Gen Zia’s plane crashed minutes after taking off from the southern Punjab city of Bahawalpur Aug 17, 1988.

The Pakistani dictator, US ambassador Arnold Raphel, his military attaché Brig-Gen Herbert Wassom and a number of top Pakistani generals were among 29 people killed.

The crash has been the subject of many conspiracy theories that have sought to blame the Americans, Russians, Indians, Israelis and rival Pakistani generals.

As recently as in October 2007, former Pakistan prime minister Benazir Bhutto made a reference to it just before returning to Pakistan in a bid to oust President Pervez Musharraf, saying, “We can’t wait for a plane to drop out of the sky.”

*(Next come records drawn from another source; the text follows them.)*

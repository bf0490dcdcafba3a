//! Side/mask configuration model
//!
//! A template is an ordered array of side weights plus, for the main bit
//! template, a table assigning compass directions to 2-bit mask codes.
//! Templates are edited in place and cross process boundaries in their
//! export form (see [`export`]).

pub mod bit;
pub mod export;
pub mod multiplier;
pub mod sides;

pub use bit::BitTemplate;
pub use export::{BitTemplateConfig, MultiplierConfig};
pub use multiplier::MultiplierTemplate;
pub use sides::{SideValues, coerce_side_value};

use thiserror::Error;

/// Rejected configuration edit. The template is left untouched.
#[derive(Debug, Clone, PartialEq, Eq, Error)]
pub enum TemplateError {
    #[error("side count {0} is outside 1..=64")]
    InvalidSideCount(usize),

    #[error("side value {0:?} is not a non-negative integer")]
    InvalidSideValue(String),

    #[error("multiplier {0:?} is not a positive integer")]
    InvalidMultiplier(String),

    #[error("unknown mask code {0:?}")]
    UnknownMaskCode(String),

    #[error("unknown direction {0:?}")]
    UnknownDirection(String),

    #[error("expected {expected} side values, found {actual}")]
    ValueCountMismatch { expected: usize, actual: usize },
}

/// Gap found when checking that a template is ready to use
#[derive(Debug, Clone, Copy, PartialEq, Eq, Error)]
pub enum TemplateIssue {
    #[error("every side needs a value")]
    ValuesIncomplete,
    #[error("every mask code needs a direction")]
    MasksIncomplete,
    #[error("every multiplier side needs a value")]
    MultiplierValuesIncomplete,
}

impl TemplateIssue {
    /// Form field key the UI highlights for this issue
    pub fn field_key(&self) -> &'static str {
        match self {
            TemplateIssue::ValuesIncomplete => "bit_values_incomplete",
            TemplateIssue::MasksIncomplete => "bit_masks_incomplete",
            TemplateIssue::MultiplierValuesIncomplete => "multiplier_values_incomplete",
        }
    }
}

/// A template whose sides can be edited, pasted into and swapped.
///
/// Implemented by both [`BitTemplate`] and [`MultiplierTemplate`] so the
/// editor can drive either one.
pub trait SideArray: Clone {
    fn sides(&self) -> &SideValues;
    fn sides_mut(&mut self) -> &mut SideValues;
    fn is_swapped(&self) -> bool;
    fn toggle_swap(&mut self);

    fn side_count(&self) -> usize {
        self.sides().count()
    }

    /// Resize the side array. Out-of-range counts are rejected.
    fn set_side_count(&mut self, count: usize) -> Result<(), TemplateError> {
        self.sides_mut().resize(count)
    }

    /// Coerce `raw` and store it at `index`.
    ///
    /// # Panics
    /// If `index` is not below the side count.
    fn set_side_value(&mut self, index: usize, raw: &str) -> Result<(), TemplateError> {
        self.sides_mut().set_raw(index, raw)
    }
}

The Times said the widows of both ambassador Raphel and Brig-Gen. Wassom had both been told that a mechanical error caused the crash.

Nancy Ely-Raphel, herself a senior US diplomat, told the newspaper, “Initially I thought maybe it was Benazir’s brother, but no one has ever taken credit for it and those things are not the kind of things you do by yourself. Pakistan is not the kind of place where those things do not come out.

“It seems there was a mechanical failure for a C-130 in Colorado and the same thing happened. A C-130 had gone into gyrations in the air over Colorado. It was not as close to the ground. They pulled it out,” Ely-Raphel said.

“It was the steering mechanism, is the way he described it to me. It did not crash but it went through these gyrations up in the air and the pilot pulled it out. I had always thought C130s were the workhorses of the air. I was quite surprised when the Air Force described to me what they had discovered,” she said.

Oakley told the paper the fault lay with the hydraulics in the tail assembly - a problem that Pakistani pilots were unable to deal with.

“These pilots did not have much experience flying C130s and they flew so low,” he said.

However, a separate Pakistani investigation blamed the crash on sabotage.

It found no conclusive evidence of an explosion, but said chemicals that could be used in small explosives were detected in mango seeds and a piece of rope found on the aircraft.

“The use of a chemical agent to incapacitate the pilots and thus perpetuate the accident therefore remains a distinct possibility,” the Pakistani report said.

The theory has recently been enshrined in a work of fiction - former Pakistan Air Force officer Mohammed Hanif’s acclaimed novel “A Case of Exploding Mangoes”.

But Ely-Raphel called the theory preposterous, saying, “There was nothing pointing to any kind of gas whatever in any of the reports I read.”